#### Provided records ####
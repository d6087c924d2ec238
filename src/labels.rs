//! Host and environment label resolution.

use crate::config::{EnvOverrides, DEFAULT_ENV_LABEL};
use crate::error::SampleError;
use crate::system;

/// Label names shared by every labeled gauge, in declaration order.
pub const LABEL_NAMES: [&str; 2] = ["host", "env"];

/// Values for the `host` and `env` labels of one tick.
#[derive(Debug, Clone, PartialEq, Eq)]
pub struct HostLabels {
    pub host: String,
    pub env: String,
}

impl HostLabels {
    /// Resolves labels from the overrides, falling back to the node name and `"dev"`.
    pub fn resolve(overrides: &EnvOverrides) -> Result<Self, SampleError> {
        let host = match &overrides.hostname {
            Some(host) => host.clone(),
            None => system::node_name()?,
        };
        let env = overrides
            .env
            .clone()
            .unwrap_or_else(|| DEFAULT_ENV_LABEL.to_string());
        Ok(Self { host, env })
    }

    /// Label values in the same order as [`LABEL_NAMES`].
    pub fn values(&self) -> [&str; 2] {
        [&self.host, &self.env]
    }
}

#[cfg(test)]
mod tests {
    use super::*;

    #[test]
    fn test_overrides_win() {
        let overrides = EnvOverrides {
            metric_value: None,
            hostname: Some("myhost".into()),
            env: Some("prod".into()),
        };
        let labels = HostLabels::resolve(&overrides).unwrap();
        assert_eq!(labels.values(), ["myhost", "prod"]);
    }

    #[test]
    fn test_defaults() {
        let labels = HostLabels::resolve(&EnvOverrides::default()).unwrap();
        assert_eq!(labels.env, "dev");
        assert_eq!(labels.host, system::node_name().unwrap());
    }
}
####
§ Description of the task
Exactly reproduce every record.

§ Result below
repository d6087c924d2ec238
filename src/labels.rs
//! Host and environment label resolution.

use crate::config::{EnvOverrides, DEFAULT_ENV_LABEL};
use crate::error::SampleError;
use crate::system;

/// Label names shared by every labeled gauge, in declaration order.
pub const LABEL_NAMES: [&str; 2] = ["host", "env"];

/// Values for the `host` and `env` labels of one tick.
#[derive(Debug, Clone, PartialEq, Eq)]
pub struct HostLabels {
    pub host: String,
    pub env: String,
}

impl HostLabels {
    /// Resolves labels from the overrides, falling back to the node name and `"dev"`.
    pub fn resolve(overrides: &EnvOverrides) -> Result<Self, SampleError> {
        let host = match &overrides.hostname {
            Some(host) => host.clone(),
            None => system::node_name()?,
        };
        let env = overrides
            .env
            .clone()
            .unwrap_or_else(|| DEFAULT_ENV_LABEL.to_string());
        Ok(Self { host, env })
    }

    /// Label values in the same order as [`LABEL_NAMES`].
    pub fn values(&self) -> [&str; 2] {
        [&self.host, &self.env]
    }
}

#[cfg(test)]
mod tests {
    use super::*;

    #[test]
    fn test_overrides_win() {
        let overrides = EnvOverrides {
            metric_value: None,
            hostname: Some("myhost".into()),
            env: Some("prod".into()),
        };
        let labels = HostLabels::resolve(&overrides).unwrap();
        assert_eq!(labels.values(), ["myhost", "prod"]);
    }

    #[test]
    fn test_defaults() {
        let labels = HostLabels::resolve(&EnvOverrides::default()).unwrap();
        assert_eq!(labels.env, "dev");
        assert_eq!(labels.host, system::node_name().unwrap());
    }
}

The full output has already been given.